**Task prompt**
Every record must be retyped as it stands.

**Collected data entries**

use pageload_core::TrackerConfig;
use tokio::time::Instant;

/// What one poll of a detection run concluded.
#[derive(Debug, Clone, Copy, PartialEq, Eq)]
pub(crate) enum Observation {
    /// The pending set grew since the last poll; counters start over.
    SizeChanged { from: usize, to: usize },
    /// Size unchanged, but not yet for enough polls.
    SizeSettling { polls: u32 },
    /// Size is stable and some loads are still pending.
    Unsettled,
    /// Everything settled; counting consecutive settled rounds.
    Draining { rounds: u32 },
    /// Enough settled rounds; one last check after the confirmation delay.
    Confirming,
    /// The final check held.
    Confirmed,
}

/// State of a single settlement-detection run.
///
/// Only one exists at a time; the driver holds it in an `Option` and a
/// registration only starts a new run when that slot is empty.
#[derive(Debug)]
pub(crate) struct DetectionRun {
    pub started: Instant,
    pub deadline: Instant,
    pub next_poll: Instant,
    last_size: usize,
    size_stable: u32,
    settled_rounds: u32,
    confirming: Option<usize>,
}

impl DetectionRun {
    pub fn start(config: &TrackerConfig, now: Instant, size: usize) -> Self {
        Self {
            started: now,
            deadline: now + config.hard_timeout,
            next_poll: now + config.initial_delay,
            last_size: size,
            size_stable: 0,
            settled_rounds: 0,
            confirming: None,
        }
    }

    pub fn timed_out(&self, now: Instant) -> bool {
        now >= self.deadline
    }

    pub fn poll_due(&self, now: Instant) -> bool {
        now >= self.next_poll
    }

    pub fn next_wake(&self) -> Instant {
        self.next_poll.min(self.deadline)
    }

    fn restart(&mut self, size: usize) {
        self.last_size = size;
        self.size_stable = 0;
        self.settled_rounds = 0;
        self.confirming = None;
    }

    /// Feed one poll. Schedules the next poll unless the run is over.
    pub fn observe(
        &mut self,
        config: &TrackerConfig,
        now: Instant,
        size: usize,
        all_settled: bool,
    ) -> Observation {
        if let Some(expected) = self.confirming.take() {
            if size == expected && all_settled {
                return Observation::Confirmed;
            }
            let from = self.last_size;
            self.restart(size);
            self.next_poll = now + config.poll_interval;
            return Observation::SizeChanged { from, to: size };
        }

        self.next_poll = now + config.poll_interval;

        if size != self.last_size {
            let from = self.last_size;
            self.restart(size);
            return Observation::SizeChanged { from, to: size };
        }

        self.size_stable = self.size_stable.saturating_add(1);
        if self.size_stable < config.size_stable_polls {
            return Observation::SizeSettling {
                polls: self.size_stable,
            };
        }

        if !all_settled {
            self.settled_rounds = 0;
            return Observation::Unsettled;
        }

        self.settled_rounds = self.settled_rounds.saturating_add(1);
        if self.settled_rounds < config.settled_stable_rounds {
            return Observation::Draining {
                rounds: self.settled_rounds,
            };
        }

        self.confirming = Some(size);
        self.next_poll = now + config.confirm_delay;
        Observation::Confirming
    }
}
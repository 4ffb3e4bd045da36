mod config;
mod error;

pub use config::TrackerConfig;
pub use error::TrackerError;

use serde::{Deserialize, Serialize};

/// Where the tracker is in its settlement-detection cycle.
#[derive(Debug, Clone, Copy, PartialEq, Eq, Serialize, Deserialize)]
pub enum Phase {
    /// Nothing registered since the last reset.
    Idle,
    /// Loads are still arriving, or the known ones have not all settled.
    Accumulating,
    /// Every known load has settled; waiting for the settled count to hold.
    Draining,
    /// The page has finished loading.
    Ready,
}

impl Phase {
    /// Whether the readiness signal reports `loading` while in this phase.
    ///
    /// `Idle` reports loading too: right after a reset the overlay stays up
    /// for the grace window in case a producer is about to register.
    pub fn is_loading(self) -> bool {
        !matches!(self, Phase::Ready)
    }
}

/// Final state of one registered load.
#[derive(Debug, Clone, Copy, PartialEq, Eq)]
pub enum LoadOutcome {
    Fulfilled,
    Rejected,
}

/// Conversion from whatever a producer's future yields into a settlement.
///
/// The tracker only cares that a load finished, not what it produced.
pub trait IntoOutcome {
    fn outcome(&self) -> LoadOutcome;
}

impl<T, E> IntoOutcome for Result<T, E> {
    fn outcome(&self) -> LoadOutcome {
        match self {
            Ok(_) => LoadOutcome::Fulfilled,
            Err(_) => LoadOutcome::Rejected,
        }
    }
}

impl IntoOutcome for LoadOutcome {
    fn outcome(&self) -> LoadOutcome {
        *self
    }
}

impl IntoOutcome for () {
    fn outcome(&self) -> LoadOutcome {
        LoadOutcome::Fulfilled
    }
}

/// Point-in-time view of the tracker, published after every transition.
#[derive(Debug, Clone, PartialEq, Eq, Serialize, Deserialize)]
pub struct TrackerStatus {
    pub phase: Phase,
    /// Bumped on every reset.
    pub generation: u64,
    /// Size of the pending set (registrations since the last reset).
    pub registered: usize,
    pub fulfilled: usize,
    pub rejected: usize,
    /// Set when the last `Ready` was forced by the hard timeout.
    pub timed_out: bool,
}

impl TrackerStatus {
    pub fn settled(&self) -> usize {
        self.fulfilled + self.rejected
    }

    pub fn outstanding(&self) -> usize {
        self.registered.saturating_sub(self.settled())
    }

    pub fn all_settled(&self) -> bool {
        self.settled() >= self.registered
    }
}

impl Default for TrackerStatus {
    fn default() -> Self {
        Self {
            phase: Phase::Idle,
            generation: 0,
            registered: 0,
            fulfilled: 0,
            rejected: 0,
            timed_out: false,
        }
    }
}

/// Router lifecycle events fed to the navigation listener.
#[derive(Debug, Clone, PartialEq, Eq, Serialize, Deserialize)]
#[serde(tag = "kind", rename_all = "snake_case")]
pub enum NavigationEvent {
    Start { url: String },
    End { url: String },
    Cancel { url: String },
    Error { url: String, reason: String },
}

impl NavigationEvent {
    pub fn url(&self) -> &str {
        match self {
            NavigationEvent::Start { url }
            | NavigationEvent::End { url }
            | NavigationEvent::Cancel { url }
            | NavigationEvent::Error { url, .. } => url,
        }
    }
}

**Completed task**
use pageload_core::TrackerConfig;
use tokio::time::Instant;

/// What one poll of a detection run concluded.
#[derive(Debug, Clone, Copy, PartialEq, Eq)]
pub(crate) enum Observation {
    /// The pending set grew since the last poll; counters start over.
    SizeChanged { from: usize, to: usize },
    /// Size unchanged, but not yet for enough polls.
    SizeSettling { polls: u32 },
    /// Size is stable and some loads are still pending.
    Unsettled,
    /// Everything settled; counting consecutive settled rounds.
    Draining { rounds: u32 },
    /// Enough settled rounds; one last check after the confirmation delay.
    Confirming,
    /// The final check held.
    Confirmed,
}

/// State of a single settlement-detection run.
///
/// Only one exists at a time; the driver holds it in an `Option` and a
/// registration only starts a new run when that slot is empty.
#[derive(Debug)]
pub(crate) struct DetectionRun {
    pub started: Instant,
    pub deadline: Instant,
    pub next_poll: Instant,
    last_size: usize,
    size_stable: u32,
    settled_rounds: u32,
    confirming: Option<usize>,
}

impl DetectionRun {
    pub fn start(config: &TrackerConfig, now: Instant, size: usize) -> Self {
        Self {
            started: now,
            deadline: now + config.hard_timeout,
            next_poll: now + config.initial_delay,
            last_size: size,
            size_stable: 0,
            settled_rounds: 0,
            confirming: None,
        }
    }

    pub fn timed_out(&self, now: Instant) -> bool {
        now >= self.deadline
    }

    pub fn poll_due(&self, now: Instant) -> bool {
        now >= self.next_poll
    }

    pub fn next_wake(&self) -> Instant {
        self.next_poll.min(self.deadline)
    }

    fn restart(&mut self, size: usize) {
        self.last_size = size;
        self.size_stable = 0;
        self.settled_rounds = 0;
        self.confirming = None;
    }

    /// Feed one poll. Schedules the next poll unless the run is over.
    pub fn observe(
        &mut self,
        config: &TrackerConfig,
        now: Instant,
        size: usize,
        all_settled: bool,
    ) -> Observation {
        if let Some(expected) = self.confirming.take() {
            if size == expected && all_settled {
                return Observation::Confirmed;
            }
            let from = self.last_size;
            self.restart(size);
            self.next_poll = now + config.poll_interval;
            return Observation::SizeChanged { from, to: size };
        }

        self.next_poll = now + config.poll_interval;

        if size != self.last_size {
            let from = self.last_size;
            self.restart(size);
            return Observation::SizeChanged { from, to: size };
        }

        self.size_stable = self.size_stable.saturating_add(1);
        if self.size_stable < config.size_stable_polls {
            return Observation::SizeSettling {
                polls: self.size_stable,
            };
        }

        if !all_settled {
            self.settled_rounds = 0;
            return Observation::Unsettled;
        }

        self.settled_rounds = self.settled_rounds.saturating_add(1);
        if self.settled_rounds < config.settled_stable_rounds {
            return Observation::Draining {
                rounds: self.settled_rounds,
            };
        }

        self.confirming = Some(size);
        self.next_poll = now + config.confirm_delay;
        Observation::Confirming
    }
}
repository 4ffb3e4bd045da36
mod config;
mod error;

pub use config::TrackerConfig;
pub use error::TrackerError;

use serde::{Deserialize, Serialize};

/// Where the tracker is in its settlement-detection cycle.
#[derive(Debug, Clone, Copy, PartialEq, Eq, Serialize, Deserialize)]
pub enum Phase {
    /// Nothing registered since the last reset.
    Idle,
    /// Loads are still arriving, or the known ones have not all settled.
    Accumulating,
    /// Every known load has settled; waiting for the settled count to hold.
    Draining,
    /// The page has finished loading.
    Ready,
}

impl Phase {
    /// Whether the readiness signal reports `loading` while in this phase.
    ///
    /// `Idle` reports loading too: right after a reset the overlay stays up
    /// for the grace window in case a producer is about to register.
    pub fn is_loading(self) -> bool {
        !matches!(self, Phase::Ready)
    }
}

/// Final state of one registered load.
#[derive(Debug, Clone, Copy, PartialEq, Eq)]
pub enum LoadOutcome {
    Fulfilled,
    Rejected,
}

/// Conversion from whatever a producer's future yields into a settlement.
///
/// The tracker only cares that a load finished, not what it produced.
pub trait IntoOutcome {
    fn outcome(&self) -> LoadOutcome;
}

impl<T, E> IntoOutcome for Result<T, E> {
    fn outcome(&self) -> LoadOutcome {
        match self {
            Ok(_) => LoadOutcome::Fulfilled,
            Err(_) => LoadOutcome::Rejected,
        }
    }
}

impl IntoOutcome for LoadOutcome {
    fn outcome(&self) -> LoadOutcome {
        *self
    }
}

impl IntoOutcome for () {
    fn outcome(&self) -> LoadOutcome {
        LoadOutcome::Fulfilled
    }
}

/// Point-in-time view of the tracker, published after every transition.
#[derive(Debug, Clone, PartialEq, Eq, Serialize, Deserialize)]
pub struct TrackerStatus {
    pub phase: Phase,
    /// Bumped on every reset.
    pub generation: u64,
    /// Size of the pending set (registrations since the last reset).
    pub registered: usize,
    pub fulfilled: usize,
    pub rejected: usize,
    /// Set when the last `Ready` was forced by the hard timeout.
    pub timed_out: bool,
}

impl TrackerStatus {
    pub fn settled(&self) -> usize {
        self.fulfilled + self.rejected
    }

    pub fn outstanding(&self) -> usize {
        self.registered.saturating_sub(self.settled())
    }

    pub fn all_settled(&self) -> bool {
        self.settled() >= self.registered
    }
}

impl Default for TrackerStatus {
    fn default() -> Self {
        Self {
            phase: Phase::Idle,
            generation: 0,
            registered: 0,
            fulfilled: 0,
            rejected: 0,
            timed_out: false,
        }
    }
}

/// Router lifecycle events fed to the navigation listener.
#[derive(Debug, Clone, PartialEq, Eq, Serialize, Deserialize)]
#[serde(tag = "kind", rename_all = "snake_case")]
pub enum NavigationEvent {
    Start { url: String },
    End { url: String },
    Cancel { url: String },
    Error { url: String, reason: String },
}

impl NavigationEvent {
    pub fn url(&self) -> &str {
        match self {
            NavigationEvent::Start { url }
            | NavigationEvent::End { url }
            | NavigationEvent::Cancel { url }
            | NavigationEvent::Error { url, .. } => url,
        }
    }
}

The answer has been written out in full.